▶ _EXERCISE MATERIAL_:
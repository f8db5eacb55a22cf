use std::fmt;
use std::path::PathBuf;

/// Shared inputs for every CLI operation.
#[derive(Debug, Clone, Default)]
pub struct OpContext {
    /// `--config` / `MEDIASTORE_CONFIG`, if given
    pub config_path: Option<PathBuf>,
}

/// A CLI command with a typed output and error.
#[async_trait::async_trait]
pub trait Op: Send + Sync {
    type Error: std::error::Error + Send + Sync + 'static;
    type Output: fmt::Display + fmt::Debug + Send;

    async fn execute(&self, ctx: &OpContext) -> Result<Self::Output, Self::Error>;
}

/// Generate a clap `Command` enum over a set of ops, plus `OpOutput` and
/// `OpError` wrappers and an `Op` impl dispatching to the chosen variant.
#[macro_export]
macro_rules! command_enum {
    ($( $(#[$meta:meta])* ($variant:ident, $ty:ty) ),* $(,)?) => {
        #[derive(clap::Subcommand, Debug, Clone)]
        pub enum Command {
            $( $(#[$meta])* $variant($ty), )*
        }

        #[derive(Debug)]
        pub enum OpOutput {
            $( $variant(<$ty as $crate::cli::op::Op>::Output), )*
        }

        impl std::fmt::Display for OpOutput {
            fn fmt(&self, f: &mut std::fmt::Formatter<'_>) -> std::fmt::Result {
                match self {
                    $( OpOutput::$variant(output) => std::fmt::Display::fmt(output, f), )*
                }
            }
        }

        #[derive(Debug, thiserror::Error)]
        pub enum OpError {
            $(
                #[error(transparent)]
                $variant(<$ty as $crate::cli::op::Op>::Error),
            )*
        }

        #[async_trait::async_trait]
        impl $crate::cli::op::Op for Command {
            type Error = OpError;
            type Output = OpOutput;

            async fn execute(
                &self,
                ctx: &$crate::cli::op::OpContext,
            ) -> Result<Self::Output, Self::Error> {
                match self {
                    $(
                        Command::$variant(op) => op
                            .execute(ctx)
                            .await
                            .map(OpOutput::$variant)
                            .map_err(OpError::$variant),
                    )*
                }
            }
        }
    };
}
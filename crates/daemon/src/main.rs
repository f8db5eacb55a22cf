use std::path::PathBuf;

use clap::Parser;

mod cli;

use cli::op::{Op, OpContext};
use cli::ops::{Blob, Cleanup, Init, Run};
use mediastore_daemon::state::AppState;

crate::command_enum! {
    /// Write a default config file
    (Init, Init),
    /// Read, write and inspect blobs
    (Blob, Blob),
    /// Run one reconciliation pass
    (Cleanup, Cleanup),
    /// Run cleanup periodically until Ctrl-C
    (Run, Run),
}

#[derive(Parser, Debug)]
#[command(name = "mediastore", version, about = "Hybrid blob storage for CMS content")]
struct Cli {
    /// Config file (default: <config dir>/mediastore/config.toml)
    #[arg(long, global = true, env = "MEDIASTORE_CONFIG")]
    config: Option<PathBuf>,

    #[command(subcommand)]
    command: Command,
}

#[tokio::main]
async fn main() -> anyhow::Result<()> {
    let args = Cli::parse();

    // config may not exist yet (e.g. `init`)
    let level = AppState::load(args.config.clone())
        .map(|state| state.config.logging.level)
        .unwrap_or_else(|_| "info".to_string());
    mediastore_daemon::logging::init(&level);

    let ctx = OpContext {
        config_path: args.config,
    };
    let output = args.command.execute(&ctx).await?;

    let rendered = output.to_string();
    if !rendered.is_empty() {
        println!("{}", rendered);
    }
    Ok(())
}
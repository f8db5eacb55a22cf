use sqlx::{Row, SqliteConnection};

use crate::database::ledger_queries::parse_keys;
use crate::key::BlobKey;

const STAGING_TABLE: &str = "blobs_in_use";

/// Ledger id in the canonical rendering staged for live keys.
const LEDGER_ID: &str = "lower(trim(blob_id, '{}'))";

/// Temporary table of live keys, scoped to one connection.
///
/// Intended to run inside a transaction so the unused-set computation and
/// the ledger deletion see the same snapshot.
pub struct LiveKeyStaging<'c> {
    conn: &'c mut SqliteConnection,
}

impl<'c> LiveKeyStaging<'c> {
    /// (Re)create the staging table on `conn`.
    pub async fn create(conn: &'c mut SqliteConnection) -> Result<Self, sqlx::Error> {
        sqlx::query(&format!("DROP TABLE IF EXISTS temp.{STAGING_TABLE}"))
            .execute(&mut *conn)
            .await?;
        sqlx::query(&format!(
            "CREATE TEMP TABLE {STAGING_TABLE} (id TEXT PRIMARY KEY)"
        ))
        .execute(&mut *conn)
        .await?;
        Ok(Self { conn })
    }

    /// Stage `keys` as live. Duplicates are ignored.
    pub async fn insert_live_keys<'k>(
        &mut self,
        keys: impl IntoIterator<Item = &'k BlobKey>,
    ) -> Result<(), sqlx::Error> {
        let sql = format!("INSERT OR IGNORE INTO temp.{STAGING_TABLE} (id) VALUES (?1)");
        for key in keys {
            sqlx::query(&sql)
                .bind(key.to_string())
                .execute(&mut *self.conn)
                .await?;
        }
        Ok(())
    }

    /// Keys present in the ledger but not staged as live.
    ///
    /// Ledger ids are compared case-insensitively and without braces.
    pub async fn select_unreferenced_keys(&mut self) -> Result<Vec<BlobKey>, sqlx::Error> {
        let rows = sqlx::query(&format!(
            "SELECT DISTINCT blob_id FROM blobs WHERE {LEDGER_ID} NOT IN (SELECT id FROM temp.{STAGING_TABLE})"
        ))
        .fetch_all(&mut *self.conn)
        .await?;
        Ok(parse_keys(rows.iter().map(|row| row.get("blob_id"))))
    }

    /// Delete every ledger row whose key is not staged as live.
    pub async fn delete_unreferenced_rows(&mut self) -> Result<u64, sqlx::Error> {
        let result = sqlx::query(&format!(
            "DELETE FROM blobs WHERE {LEDGER_ID} NOT IN (SELECT id FROM temp.{STAGING_TABLE})"
        ))
        .execute(&mut *self.conn)
        .await?;
        Ok(result.rows_affected())
    }

    pub async fn drop_table(mut self) -> Result<(), sqlx::Error> {
        sqlx::query(&format!("DROP TABLE IF EXISTS temp.{STAGING_TABLE}"))
            .execute(&mut *self.conn)
            .await?;
        Ok(())
    }
}
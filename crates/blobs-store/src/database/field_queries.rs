use sqlx::Row;
use tracing::warn;
use uuid::Uuid;

use crate::database::Database;

pub type TemplateId = Uuid;
pub type FieldId = Uuid;

/// Physical field storage tables, split by versioning scope.
#[derive(Debug, Clone, Copy, PartialEq, Eq, Hash)]
pub enum FieldTable {
    Shared,
    Unversioned,
    Versioned,
    Archived,
}

impl FieldTable {
    pub const ALL: [FieldTable; 4] = [
        FieldTable::Shared,
        FieldTable::Unversioned,
        FieldTable::Versioned,
        FieldTable::Archived,
    ];

    pub fn table_name(&self) -> &'static str {
        match self {
            FieldTable::Shared => "shared_fields",
            FieldTable::Unversioned => "unversioned_fields",
            FieldTable::Versioned => "versioned_fields",
            FieldTable::Archived => "archived_fields",
        }
    }
}

impl Database {
    /// Declare a template in `scope`.
    pub async fn create_template(&self, scope: &str, name: &str) -> Result<TemplateId, sqlx::Error> {
        let id = Uuid::new_v4();
        sqlx::query("INSERT INTO templates (id, name, scope) VALUES (?1, ?2, ?3)")
            .bind(id.to_string())
            .bind(name)
            .bind(scope)
            .execute(&**self)
            .await?;
        Ok(id)
    }

    /// Declare a field on a template.
    pub async fn add_template_field(
        &self,
        template_id: TemplateId,
        name: &str,
        is_blob: bool,
    ) -> Result<FieldId, sqlx::Error> {
        let id = Uuid::new_v4();
        sqlx::query(
            "INSERT INTO template_fields (id, template_id, name, is_blob) VALUES (?1, ?2, ?3, ?4)",
        )
        .bind(id.to_string())
        .bind(template_id.to_string())
        .bind(name)
        .bind(is_blob as i64)
        .execute(&**self)
        .await?;
        Ok(id)
    }

    /// Every blob-typed field declared by templates in `scope`.
    ///
    /// Templates without blob fields produce no rows.
    pub async fn enumerate_blob_fields(&self, scope: &str) -> Result<Vec<FieldId>, sqlx::Error> {
        let rows = sqlx::query(
            r#"
            SELECT DISTINCT f.id
            FROM template_fields f
            JOIN templates t ON t.id = f.template_id
            WHERE t.scope = ?1 AND f.is_blob = 1
            "#,
        )
        .bind(scope)
        .fetch_all(&**self)
        .await?;

        let mut fields = Vec::with_capacity(rows.len());
        for row in rows {
            let raw: String = row.get("id");
            match raw.parse::<Uuid>() {
                Ok(id) => fields.push(id),
                Err(_) => warn!(field_id = %raw, "invalid field id in template_fields, skipping"),
            }
        }
        Ok(fields)
    }

    /// Distinct non-null, non-empty values stored for `field_id` in `table`.
    pub async fn select_field_values(
        &self,
        table: FieldTable,
        field_id: FieldId,
    ) -> Result<Vec<String>, sqlx::Error> {
        let sql = format!(
            "SELECT DISTINCT value FROM {} WHERE field_id = ?1 AND value IS NOT NULL AND value != ''",
            table.table_name()
        );
        let rows = sqlx::query(&sql)
            .bind(field_id.to_string())
            .fetch_all(&**self)
            .await?;
        Ok(rows.iter().map(|row| row.get("value")).collect())
    }

    /// Replace the value of `field_id` on `item_id` in `table`.
    ///
    /// Language, version and archival columns take their defaults.
    pub async fn set_field_value(
        &self,
        table: FieldTable,
        item_id: Uuid,
        field_id: FieldId,
        value: Option<&str>,
    ) -> Result<(), sqlx::Error> {
        let mut tx = self.begin().await?;

        let delete = format!(
            "DELETE FROM {} WHERE item_id = ?1 AND field_id = ?2",
            table.table_name()
        );
        sqlx::query(&delete)
            .bind(item_id.to_string())
            .bind(field_id.to_string())
            .execute(&mut *tx)
            .await?;

        let insert = format!(
            "INSERT INTO {} (item_id, field_id, value) VALUES (?1, ?2, ?3)",
            table.table_name()
        );
        sqlx::query(&insert)
            .bind(item_id.to_string())
            .bind(field_id.to_string())
            .bind(value)
            .execute(&mut *tx)
            .await?;

        tx.commit().await
    }

    /// Remove the value of `field_id` on `item_id` from `table`.
    pub async fn clear_field_value(
        &self,
        table: FieldTable,
        item_id: Uuid,
        field_id: FieldId,
    ) -> Result<bool, sqlx::Error> {
        let sql = format!(
            "DELETE FROM {} WHERE item_id = ?1 AND field_id = ?2",
            table.table_name()
        );
        let result = sqlx::query(&sql)
            .bind(item_id.to_string())
            .bind(field_id.to_string())
            .execute(&**self)
            .await?;
        Ok(result.rows_affected() > 0)
    }
}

▶ _EXERCISE GOAL_: From the line holding "Every blob-typed field" to the line holding "let rows = sqlx::query(&sql)", inclusive, restate each line above exactly as written.

▶ _EXERCISE ANSWER_:
    /// Every blob-typed field declared by templates in `scope`.
    ///
    /// Templates without blob fields produce no rows.
    pub async fn enumerate_blob_fields(&self, scope: &str) -> Result<Vec<FieldId>, sqlx::Error> {
        let rows = sqlx::query(
            r#"
            SELECT DISTINCT f.id
            FROM template_fields f
            JOIN templates t ON t.id = f.template_id
            WHERE t.scope = ?1 AND f.is_blob = 1
            "#,
        )
        .bind(scope)
        .fetch_all(&**self)
        .await?;

        let mut fields = Vec::with_capacity(rows.len());
        for row in rows {
            let raw: String = row.get("id");
            match raw.parse::<Uuid>() {
                Ok(id) => fields.push(id),
                Err(_) => warn!(field_id = %raw, "invalid field id in template_fields, skipping"),
            }
        }
        Ok(fields)
    }

    /// Distinct non-null, non-empty values stored for `field_id` in `table`.
    pub async fn select_field_values(
        &self,
        table: FieldTable,
        field_id: FieldId,
    ) -> Result<Vec<String>, sqlx::Error> {
        let sql = format!(
            "SELECT DISTINCT value FROM {} WHERE field_id = ?1 AND value IS NOT NULL AND value != ''",
            table.table_name()
        );
        let rows = sqlx::query(&sql)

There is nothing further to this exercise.